For when the sun has gone to sleep
and all the world's in bed,
then someone comes to see us here,
whom Nursey says is dead…
Her mother faltered over the next stanza, tears choking her voice, and then she managed to rally enough to make the next two more coherent. Nina kept her eyes shut, allowing herself this moment with her mother’s touch on her brow, her hand clasped in hers. She needed to believe in this small evidence of her love, even as she knew she’d never understand the shape of it.
She comes in thru the skylight
for the door is not allowed
Her eyes are bright as little stars
Her dress is like a cloud.
She holds me very kind and tight
and talks about her land,
where all the flowers are boys and girls
with mothers close at hand…
Nina opened her eyes. She and Sher had their mother’s brown eyes, the shape of her face, but they’d gotten their height from their father, because their mother was barely five feet and he was just under six. She looked even smaller today.
They said nothing, just held gazes. Eventually, her mother took her touch from Nina’s face, but clasped Nina’s hand. When Nina finally turned her head, she saw the suitcase had been packed and was by the door. Her mother quelled her abrupt panic with a squeezing of her fingers and quiet words.
“You will attend the funeral, Nina. I did put Sher’s picture in the suitcase. The Mistress permitted it, for the time being, given the special circumstances. But…”
She swallowed, the hesitation drawing Nina’s gaze back to her. She realized her father stood in the doorway, watching them, a faceless silhouette. It was dark, the only light from the hallway.
“You’ll be picked up from the graveside,” he said, when Davinia didn’t say anything. “No sense in drawing it out. We know this is hard, Nina.”
You don’t know anything, she wanted to say. They’d never seemed bothered by the requirement that Sher be turned over to the vampire world, trained for it like a monkey since birth. The surge of anger was too easy to fuel, though, and she was too weary to go there again. At least right now.
She made herself focus on her mother’s face. Remembering how she herself had dealt with what had happened to her in Singapore, shutting down, living life behind a pleasant mask, Nina wondered what emotions lived behind her mother’s facade.

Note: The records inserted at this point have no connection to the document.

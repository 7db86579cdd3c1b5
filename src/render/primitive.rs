//! 渲染阶段：粒子状态 → 屏幕空间图元
//!
//! 纯读取过程，不修改模拟状态，每次更新后可以运行任意多次（拖尾、前景、网络输出）。

use crate::config::PhysicsParams;
use crate::simulation::resolution::Viewport;
use crate::simulation::state::{GridDims, ParticleState};
use glam::Vec2;

/// 收缩后的最小尺寸（像素）
pub const MIN_PRIMITIVE_SIZE: f32 = 0.5;

/// 渲染过程的统一参数（对应 WGSL `RenderUniforms`）
#[repr(C)]
#[derive(Debug, Clone, Copy, PartialEq, bytemuck::Pod, bytemuck::Zeroable)]
pub struct RenderUniforms {
    pub grid_width: u32,
    pub grid_height: u32,
    pub viewport_width: f32,
    pub viewport_height: f32,
    pub point_size: f32,
    pub shrink_strength: f32,
    pub render_squares: u32,
    pub _padding: u32,
}

impl RenderUniforms {
    pub fn new(params: &PhysicsParams, dims: GridDims, viewport: Viewport) -> Self {
        Self {
            grid_width: dims.width,
            grid_height: dims.height,
            viewport_width: viewport.width as f32,
            viewport_height: viewport.height as f32,
            point_size: params.point_size,
            shrink_strength: params.shrink_strength,
            render_squares: params.render_squares as u32,
            _padding: 0,
        }
    }

    pub fn shape(&self) -> PrimitiveShape {
        if self.render_squares != 0 {
            PrimitiveShape::Square
        } else {
            PrimitiveShape::Disc
        }
    }
}

/// 图元形状
#[derive(Debug, Clone, Copy, PartialEq, Eq)]
pub enum PrimitiveShape {
    Disc,
    Square,
}

/// 屏幕空间图元
#[derive(Debug, Clone, Copy, PartialEq)]
pub struct Primitive {
    /// 中心（像素）
    pub center: Vec2,
    /// 边长或直径（像素）
    pub size: f32,
    pub shape: PrimitiveShape,
}

impl Primitive {
    pub fn radius(&self) -> f32 {
        self.size * 0.5
    }

    /// 像素坐标 (px, py) 是否被覆盖
    pub fn covers(&self, px: f32, py: f32) -> bool {
        let d = Vec2::new(px, py) - self.center;
        let r = self.radius();
        match self.shape {
            PrimitiveShape::Disc => d.length_squared() <= r * r,
            PrimitiveShape::Square => d.x.abs() <= r && d.y.abs() <= r,
        }
    }
}

/// 随下落收缩的尺寸
///
/// `max(0.5, point_size * (1 - shrink * clamp(y, 0, 1)))`
pub fn primitive_size(y: f32, point_size: f32, shrink_strength: f32) -> f32 {
    (point_size * (1.0 - shrink_strength * y.clamp(0.0, 1.0))).max(MIN_PRIMITIVE_SIZE)
}

/// 单个粒子的图元
pub fn emit_primitive(state: &ParticleState, u: &RenderUniforms) -> Primitive {
    Primitive {
        center: Vec2::new(state.x * u.viewport_width, state.y * u.viewport_height),
        size: primitive_size(state.y, u.point_size, u.shrink_strength),
        shape: u.shape(),
    }
}

/// CPU 渲染阶段
pub struct RenderStage;

impl RenderStage {
    /// 每个网格坐标一个图元，顺序与缓冲一致
    pub fn run(particles: &[ParticleState], uniforms: &RenderUniforms) -> Vec<Primitive> {
        particles
            .iter()
            .map(|p| emit_primitive(p, uniforms))
            .collect()
    }
}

She didn’t want to know, she realized. She simply couldn’t deal with finding out if what she wished was there was genuinely
absent.
“We hope that, once you’re there, at the InhServ campus, you’ll understand more and find it in your heart to forgive us,” Davinia said at last. “If you write, I will answer. I promise, Nina. Until they don’t let me anymore.”

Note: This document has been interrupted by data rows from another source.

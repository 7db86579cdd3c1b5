use super::readback::read_texture_rgba;
use crate::core::error::CascadeResult;
use crate::render::Frame;
use crate::simulation::Viewport;
use wgpu::{Device, Queue, Texture, TextureFormat, TextureUsages, TextureView};

/// 离屏渲染目标
///
/// 拖尾缓冲与网络输出都渲染到这里；可以作为纹理采样，也可以回读。
pub struct OffscreenTarget {
    /// 纹理
    pub texture: Texture,
    /// 纹理视图
    pub view: TextureView,
    /// 宽度
    pub width: u32,
    /// 高度
    pub height: u32,
    /// 格式
    pub format: TextureFormat,
}

impl OffscreenTarget {
    /// 创建新的离屏渲染目标
    pub fn new(device: &Device, width: u32, height: u32, format: TextureFormat) -> Self {
        let (texture, view) = Self::create(device, width, height, format);
        Self {
            texture,
            view,
            width,
            height,
            format,
        }
    }

    fn create(
        device: &Device,
        width: u32,
        height: u32,
        format: TextureFormat,
    ) -> (Texture, TextureView) {
        let texture = device.create_texture(&wgpu::TextureDescriptor {
            label: Some("Cascade Offscreen Target"),
            size: wgpu::Extent3d {
                width: width.max(1),
                height: height.max(1),
                depth_or_array_layers: 1,
            },
            mip_level_count: 1,
            sample_count: 1,
            dimension: wgpu::TextureDimension::D2,
            format,
            usage: TextureUsages::RENDER_ATTACHMENT
                | TextureUsages::TEXTURE_BINDING
                | TextureUsages::COPY_SRC,
            view_formats: &[],
        });
        let view = texture.create_view(&wgpu::TextureViewDescriptor::default());
        (texture, view)
    }

    pub fn viewport(&self) -> Viewport {
        Viewport::new(self.width, self.height)
    }

    /// 调整大小；返回是否重建（重建后内容未定义，需要清空）
    pub fn resize(&mut self, device: &Device, width: u32, height: u32) -> bool {
        if self.width == width && self.height == height {
            return false;
        }

        self.width = width;
        self.height = height;
        let (texture, view) = Self::create(device, width, height, self.format);
        self.texture = texture;
        self.view = view;
        true
    }

    /// 回读为 RGBA8 帧（BGRA 格式会交换通道）
    pub fn read_frame(&self, device: &Device, queue: &Queue) -> CascadeResult<Frame> {
        let mut pixels = read_texture_rgba(
            device,
            queue,
            &self.texture,
            self.width.max(1),
            self.height.max(1),
        )?;
        if matches!(
            self.format,
            TextureFormat::Bgra8Unorm | TextureFormat::Bgra8UnormSrgb
        ) {
            for px in pixels.chunks_exact_mut(4) {
                px.swap(0, 2);
            }
        }
        Frame::from_rgba8(self.width.max(1), self.height.max(1), pixels)
    }
}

When Nina said nothing, Davinia looked toward Willem. Thinking of him by his name was easier, too. She remembered Sher had been required to call them by their names after age six. No more Mum or Da.
“Let’s let her rest,” he said quietly.
Davinia nodded. She rose, her hand slipping away from Nina’s. When she moved to the door, the two of them paused there, looking at her. She turned away, faced the wall, and closed her eyes. She heard the door close, the light reduced to a mere sliver along the white wall.

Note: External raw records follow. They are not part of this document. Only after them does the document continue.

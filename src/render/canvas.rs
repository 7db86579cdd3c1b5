//! CPU 光栅化与合成
//!
//! 粒子恒为白色，因此画布只保存单通道强度 [0, 1]；输出时展开为 RGBA8。
//!
//! 合成顺序：
//! 1. 拖尾缓冲先按 `trail_fade` 向黑色衰减，再画入本帧粒子；
//! 2. 显示输出 = 拖尾 + 新鲜粒子 + （可选）按 `mask_alpha` 相加的掩码；
//! 3. 网络输出 = 拖尾 + 新鲜粒子 + 全不透明度的掩码，没有界面叠加。

use super::primitive::Primitive;
use crate::core::error::{CascadeError, CascadeResult};
use crate::simulation::mask::MaskFrame;
use crate::simulation::resolution::Viewport;
use std::path::Path;

/// RGBA8 像素缓冲
#[derive(Debug, Clone, PartialEq, Eq)]
pub struct Frame {
    width: u32,
    height: u32,
    pixels: Vec<u8>,
}

impl Frame {
    /// 从 RGBA8 字节创建
    pub fn from_rgba8(width: u32, height: u32, pixels: Vec<u8>) -> CascadeResult<Self> {
        let expected = width as usize * height as usize * 4;
        if pixels.len() != expected {
            return Err(CascadeError::InvalidFrame(format!(
                "expected {} bytes, got {}",
                expected,
                pixels.len()
            )));
        }
        Ok(Self {
            width,
            height,
            pixels,
        })
    }

    pub fn width(&self) -> u32 {
        self.width
    }

    pub fn height(&self) -> u32 {
        self.height
    }

    pub fn as_bytes(&self) -> &[u8] {
        &self.pixels
    }

    pub fn into_bytes(self) -> Vec<u8> {
        self.pixels
    }

    /// 单个像素；越界返回 `None`
    pub fn pixel(&self, x: u32, y: u32) -> Option<[u8; 4]> {
        if x >= self.width || y >= self.height {
            return None;
        }
        let i = (y as usize * self.width as usize + x as usize) * 4;
        Some([
            self.pixels[i],
            self.pixels[i + 1],
            self.pixels[i + 2],
            self.pixels[i + 3],
        ])
    }

    /// 平均亮度 [0, 1]
    pub fn mean_luma(&self) -> f32 {
        if self.pixels.is_empty() {
            return 0.0;
        }
        let sum: u64 = self.pixels.chunks_exact(4).map(|px| px[0] as u64).sum();
        sum as f32 / (self.pixels.len() / 4) as f32 / 255.0
    }

    /// 保存为 PNG
    pub fn save_png(&self, path: impl AsRef<Path>) -> CascadeResult<()> {
        let image = image::RgbaImage::from_raw(self.width, self.height, self.pixels.clone())
            .ok_or_else(|| CascadeError::InvalidFrame("frame size mismatch".to_string()))?;
        image.save_with_format(path, image::ImageFormat::Png)?;
        Ok(())
    }
}

/// 单通道强度画布
#[derive(Debug, Clone, PartialEq)]
pub struct Canvas {
    width: u32,
    height: u32,
    data: Vec<f32>,
}

impl Canvas {
    /// 创建黑色画布
    pub fn new(width: u32, height: u32) -> Self {
        Self {
            width,
            height,
            data: vec![0.0; width as usize * height as usize],
        }
    }

    pub fn width(&self) -> u32 {
        self.width
    }

    pub fn height(&self) -> u32 {
        self.height
    }

    pub fn viewport(&self) -> Viewport {
        Viewport::new(self.width, self.height)
    }

    pub fn get(&self, x: u32, y: u32) -> f32 {
        self.data[y as usize * self.width as usize + x as usize]
    }

    pub fn clear(&mut self) {
        self.data.fill(0.0);
    }

    /// 以 `amount` 的不透明度叠加黑色
    pub fn fade(&mut self, amount: f32) {
        let keep = 1.0 - amount.clamp(0.0, 1.0);
        for v in &mut self.data {
            *v *= keep;
        }
    }

    /// 画一个白色图元；尺寸小于一个像素时至少点亮中心所在像素
    pub fn draw(&mut self, prim: &Primitive) {
        if self.width == 0 || self.height == 0 {
            return;
        }
        let r = prim.radius();
        let x0 = (prim.center.x - r).floor().max(0.0);
        let y0 = (prim.center.y - r).floor().max(0.0);
        let x1 = (prim.center.x + r).ceil().min(self.width as f32 - 1.0);
        let y1 = (prim.center.y + r).ceil().min(self.height as f32 - 1.0);

        let mut lit = false;
        if x0 <= x1 && y0 <= y1 {
            for py in y0 as u32..=y1 as u32 {
                for px in x0 as u32..=x1 as u32 {
                    if prim.covers(px as f32 + 0.5, py as f32 + 0.5) {
                        self.data[py as usize * self.width as usize + px as usize] = 1.0;
                        lit = true;
                    }
                }
            }
        }

        if !lit {
            let (cx, cy) = (prim.center.x.floor(), prim.center.y.floor());
            if cx >= 0.0 && cy >= 0.0 && cx < self.width as f32 && cy < self.height as f32 {
                self.data[cy as usize * self.width as usize + cx as usize] = 1.0;
            }
        }
    }

    pub fn draw_all(&mut self, prims: &[Primitive]) {
        for prim in prims {
            self.draw(prim);
        }
    }

    /// 按 `alpha` 相加掩码，掩码拉伸到整个画布
    pub fn add_mask(&mut self, mask: &MaskFrame, alpha: f32) {
        for py in 0..self.height {
            let v = (py as f32 + 0.5) / self.height as f32;
            for px in 0..self.width {
                let u = (px as f32 + 0.5) / self.width as f32;
                let value = mask.sample(u, v).unwrap_or(0.0);
                let slot = &mut self.data[py as usize * self.width as usize + px as usize];
                *slot = (*slot + value * alpha).min(1.0);
            }
        }
    }

    /// 转为不透明的 RGBA8 帧
    pub fn to_frame(&self) -> Frame {
        let mut pixels = Vec::with_capacity(self.data.len() * 4);
        for v in &self.data {
            let c = (v.clamp(0.0, 1.0) * 255.0).round() as u8;
            pixels.extend_from_slice(&[c, c, c, 255]);
        }
        Frame {
            width: self.width,
            height: self.height,
            pixels,
        }
    }
}

/// 合成设置
#[derive(Debug, Clone, Copy, PartialEq)]
pub struct CompositeSettings {
    pub trail_fade: f32,
    pub show_mask: bool,
    pub mask_alpha: f32,
}

impl Default for CompositeSettings {
    fn default() -> Self {
        Self {
            trail_fade: 0.1,
            show_mask: true,
            mask_alpha: 1.0,
        }
    }
}

impl From<&crate::config::DisplayConfig> for CompositeSettings {
    fn from(display: &crate::config::DisplayConfig) -> Self {
        Self {
            trail_fade: display.trail_fade,
            show_mask: display.show_mask,
            mask_alpha: display.mask_alpha,
        }
    }
}

/// CPU 合成器，持有拖尾缓冲
#[derive(Debug, Clone)]
pub struct Compositor {
    trail: Canvas,
}

impl Compositor {
    pub fn new(viewport: Viewport) -> Self {
        Self {
            trail: Canvas::new(viewport.width, viewport.height),
        }
    }

    /// 视口变化时重建拖尾缓冲（清空）
    pub fn resize(&mut self, viewport: Viewport) {
        if self.trail.viewport() != viewport {
            self.trail = Canvas::new(viewport.width, viewport.height);
        }
    }

    pub fn trail(&self) -> &Canvas {
        &self.trail
    }

    /// 衰减拖尾并画入本帧粒子
    pub fn advance(&mut self, prims: &[Primitive], trail_fade: f32) {
        self.trail.fade(trail_fade);
        self.trail.draw_all(prims);
    }

    fn layered(&self, prims: &[Primitive]) -> Canvas {
        let mut canvas = self.trail.clone();
        canvas.draw_all(prims);
        canvas
    }

    /// 显示输出
    pub fn display_frame(
        &self,
        prims: &[Primitive],
        mask: Option<&MaskFrame>,
        settings: &CompositeSettings,
    ) -> Frame {
        let mut canvas = self.layered(prims);
        if let (true, Some(mask)) = (settings.show_mask, mask) {
            canvas.add_mask(mask, settings.mask_alpha);
        }
        canvas.to_frame()
    }

    /// 网络输出：掩码总是全不透明度
    pub fn network_frame(&self, prims: &[Primitive], mask: Option<&MaskFrame>) -> Frame {
        let mut canvas = self.layered(prims);
        if let Some(mask) = mask {
            canvas.add_mask(mask, 1.0);
        }
        canvas.to_frame()
    }
}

Numbness set in. This was it. Her future supposedly no longer her own to determine. The only way to get away was to come up with an amazing, daring escape, and she had no resources for that. Ironically, the only one who came to mind with those talents was the male to whom she was being given like some feudal tithe.
And yet… Was that the solution she was overlooking? She couldn’t dissuade her parents, and appealing to the Vampire Council was like being a sacrificial sheep petitioning the Old Testament God for mercy. So that left one person who might hear her appeal.
The one who now owned her.
No diplomatic language, no prettying it up, because in the InhServ world, it was an honor to be a vampire’s property. For up to three hundred years, the natural lifespan of a third marked servant.